Vielleicht machen wir gerade diese oder jene Diät oder in unserem verdammten Bürojob dürfen wir einfach nicht so viel essen, wie es unser Körper gern hätte, ohne hoffnungslos in die Breite zu gehen. Das Buffet, das wir kaum noch anrühren, der verschmähte Rest auf dem Teller, das Rumoren eines nicht ganz gefüllten Magens – das sind zweifellos zivilisatorische Errungenschaften.
Zu viel Essen ist ein zentrales Problem der westlichen Gesellschaften. Im Durchschnitt sind wir zu dick und haben zu viel Appetit. Das verursacht enorme gesundheitspolitische und gesellschaftliche Folgekosten. Denn der tatsächliche Kalorienbedarf des menschlichen Körpers ist überraschend schnell gedeckt – und alles, was darüber hinausgeht, ist überflüssig und führt tendenziell zu Schwierigkeiten. Andererseits liegt die Erfahrung des echten, existenziellen Hungers auch erst eine Generation zurück, sie ist im kollektiven Bewusstsein noch präsent, zum Beispiel in der ewigen Aufforderung an die Kinder, doch bitte aufzuessen. Was gern mit dem Hinweis auf die Not in Afrika verbunden wird und der Forderung nach Dankbarkeit für den Überfluss. Das ist die einzige erlaubte Verbindung der beiden Sphären – und der Anfang unserer Gewichtsprobleme.
Evolutionär gesehen sind unsere Körper wohl immer noch darauf eingestellt, einmal in der Woche eine Gazelle zu erlegen, uns den Bauch restlos vollzuschlagen und uns dann mehrere Tage ohne Nahrung durch die Wüste zu schleppen. In einer Umgebung, die nun jeden Tag eine Gazelle liefert, aber anschließend keine Wüste mehr, wirkt dieses natürliche und einstmals sinnvolle Muster fatal.
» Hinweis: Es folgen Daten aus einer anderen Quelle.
//! Error types for the Cadence forcing store.
//!
//! Organized by phase: steady-state access ([`SeriesError`]), file
//! ingestion ([`IngestError`]), serialization ([`FileIoError`]) and
//! configuration ([`ConfigError`]). Every failure is fatal to the
//! operation that raised it; nothing here is retried internally.

use std::error::Error;
use std::fmt;
use std::io;
use std::path::PathBuf;

use crate::timestamp::Timestamp;

/// Errors from store, cursor and lookup operations.
#[derive(Clone, Debug, PartialEq, Eq)]
pub enum SeriesError {
    /// The variable name was never registered in this store.
    UnknownVariable {
        /// The name that was looked up.
        name: String,
    },
    /// The timestamp is not present in the time index.
    TimestepNotFound {
        /// The timestamp that was searched for.
        timestamp: Timestamp,
    },
    /// A name could not be registered (duplicate in a set that must be unique).
    Insertion {
        /// The conflicting name.
        name: String,
    },
    /// A row index lies outside a column or the time index.
    RowOutOfRange {
        /// The requested row.
        row: usize,
        /// The length that was available.
        len: usize,
    },
    /// A column length disagrees with the time index.
    LengthMismatch {
        /// The offending column.
        column: String,
        /// Expected length (the time index length).
        expected: usize,
        /// Actual column length.
        actual: usize,
    },
    /// The series is sealed; its name set and time index can no longer
    /// be redefined.
    Sealed,
}

impl fmt::Display for SeriesError {
    fn fmt(&self, f: &mut fmt::Formatter<'_>) -> fmt::Result {
        match self {
            Self::UnknownVariable { name } => write!(f, "variable '{name}' does not exist"),
            Self::TimestepNotFound { timestamp } => {
                write!(f, "timestep {timestamp} not found")
            }
            Self::Insertion { name } => write!(f, "failed to insert variable '{name}'"),
            Self::RowOutOfRange { row, len } => {
                write!(f, "row {row} out of range for length {len}")
            }
            Self::LengthMismatch {
                column,
                expected,
                actual,
            } => write!(
                f,
                "column '{column}' has {actual} rows, expected {expected}"
            ),
            Self::Sealed => write!(f, "series is sealed"),
        }
    }
}

impl Error for SeriesError {}

/// Errors from loading a delimited forcing file.
///
/// Every variant that concerns file content names the source so that a
/// failure in a batch load of many station files is attributable.
#[derive(Debug)]
pub enum IngestError {
    /// The file could not be opened or read.
    Io {
        /// Source path.
        path: PathBuf,
        /// Underlying I/O error.
        source: io::Error,
    },
    /// The file contains no non-blank line to use as a header.
    EmptyFile {
        /// Source path.
        path: PathBuf,
    },
    /// The header names the same column twice.
    Insertion {
        /// Source path.
        path: PathBuf,
        /// The duplicated column name.
        name: String,
    },
    /// A data line has a different token count from the header.
    ColumnCountMismatch {
        /// Source path.
        path: PathBuf,
        /// 1-based line number in the file.
        line: usize,
        /// Header token count.
        expected: usize,
        /// Token count found on the line.
        found: usize,
    },
    /// A token matches neither the numeric nor the datetime pattern.
    Parse {
        /// Source path.
        path: PathBuf,
        /// 1-based line number in the file.
        line: usize,
        /// The offending token.
        token: String,
    },
    /// A numeric token failed to convert to `f64`.
    BadCast {
        /// Source path.
        path: PathBuf,
        /// 1-based line number in the file.
        line: usize,
        /// The offending token.
        token: String,
    },
    /// A datetime appeared in a second column after the date column was fixed.
    DateColumnConflict {
        /// Source path.
        path: PathBuf,
        /// 1-based line number in the file.
        line: usize,
        /// Name of the column already holding datetimes.
        date_column: String,
        /// Name of the column where another datetime was found.
        column: String,
    },
    /// A column ended with a different row count from the time index.
    ColumnLengthMismatch {
        /// Source path.
        path: PathBuf,
        /// The offending column.
        column: String,
        /// Expected length (the time index length).
        expected: usize,
        /// Actual column length.
        actual: usize,
    },
    /// The ingest configuration is invalid.
    Config(ConfigError),
}

impl fmt::Display for IngestError {
    fn fmt(&self, f: &mut fmt::Formatter<'_>) -> fmt::Result {
        match self {
            Self::Io { path, source } => {
                write!(f, "failed to read {}: {source}", path.display())
            }
            Self::EmptyFile { path } => write!(f, "{}: no header line", path.display()),
            Self::Insertion { path, name } => {
                write!(f, "{}: duplicate column '{name}'", path.display())
            }
            Self::ColumnCountMismatch {
                path,
                line,
                expected,
                found,
            } => write!(
                f,
                "{}:{line}: expected {expected} columns, found {found}",
                path.display()
            ),
            Self::Parse { path, line, token } => write!(
                f,
                "{}:{line}: unable to match any pattern for '{token}'",
                path.display()
            ),
            Self::BadCast { path, line, token } => write!(
                f,
                "{}:{line}: failed to cast '{token}' to a double",
                path.display()
            ),
            Self::DateColumnConflict {
                path,
                line,
                date_column,
                column,
            } => write!(
                f,
                "{}:{line}: datetime in column '{column}' but '{date_column}' is the date column",
                path.display()
            ),
            Self::ColumnLengthMismatch {
                path,
                column,
                expected,
                actual,
            } => write!(
                f,
                "{}: column '{column}' has {actual} rows, expected {expected}",
                path.display()
            ),
            Self::Config(e) => write!(f, "config: {e}"),
        }
    }
}

impl Error for IngestError {
    fn source(&self) -> Option<&(dyn Error + 'static)> {
        match self {
            Self::Io { source, .. } => Some(source),
            Self::Config(e) => Some(e),
            _ => None,
        }
    }
}

impl From<ConfigError> for IngestError {
    fn from(e: ConfigError) -> Self {
        Self::Config(e)
    }
}

/// Failure to create or write a serialized series.
#[derive(Debug)]
pub struct FileIoError {
    /// Destination path (or a placeholder for in-memory sinks).
    pub path: PathBuf,
    /// Underlying I/O error.
    pub source: io::Error,
}

impl fmt::Display for FileIoError {
    fn fmt(&self, f: &mut fmt::Formatter<'_>) -> fmt::Result {
        write!(f, "failed to write {}: {}", self.path.display(), self.source)
    }
}

impl Error for FileIoError {
    fn source(&self) -> Option<&(dyn Error + 'static)> {
        Some(&self.source)
    }
}

/// Invalid reader or writer configuration.
#[derive(Clone, Debug, PartialEq, Eq)]
pub enum ConfigError {
    /// No separator characters were configured.
    NoSeparators,
    /// A separator would split or merge numeric/datetime tokens.
    InvalidSeparator {
        /// The rejected character.
        separator: char,
    },
    /// The output delimiter would make the file unreadable.
    InvalidDelimiter {
        /// The rejected character.
        delimiter: char,
    },
    /// The date column header is empty or contains a delimiter.
    InvalidDateHeader {
        /// The rejected header.
        header: String,
    },
}

impl fmt::Display for ConfigError {
    fn fmt(&self, f: &mut fmt::Formatter<'_>) -> fmt::Result {
        match self {
            Self::NoSeparators => write!(f, "at least one separator is required"),
            Self::InvalidSeparator { separator } => {
                write!(f, "'{separator}' cannot be used as a separator")
            }
            Self::InvalidDelimiter { delimiter } => {
                write!(f, "'{}' cannot be used as an output delimiter", delimiter.escape_default())
            }
            Self::InvalidDateHeader { header } => {
                write!(f, "invalid date column header '{header}'")
            }
        }
    }
}

impl Error for ConfigError {}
Der viel geschmähte Impuls des westlichen Popstars/Models/Abnehmers, nicht mehr jedem Hungergefühl nachzugeben, eine bewusste Kontrolle über die eigene Nahrungsaufnahme zu verhängen, ist daher richtig.
Kontrolle ist der verbindende Begriff. Wer nicht will, dass Erntezufälle und die Brutalität von Angebot und Nachfrage zu massenhaften Hungertoten in der Dritten Welt führen, wird um staatliche und sogar globale Kontrolle der Nahrungsmittelverteilung nicht mehr herumkommen. Symbolisch gesehen wird der Mann mit dem Gewehr bald dauerhaft neben dem Sack mit dem Reis stehen müssen. Und im Grunde sollten wir ihn auch gleich vor unseren Buffets postieren, wo er uns weiterwinkt: Kein Zutritt, heute schon genug gegessen. Das ist weder zynisch noch absurd. Es ist nur die andere Seite desselben Problems.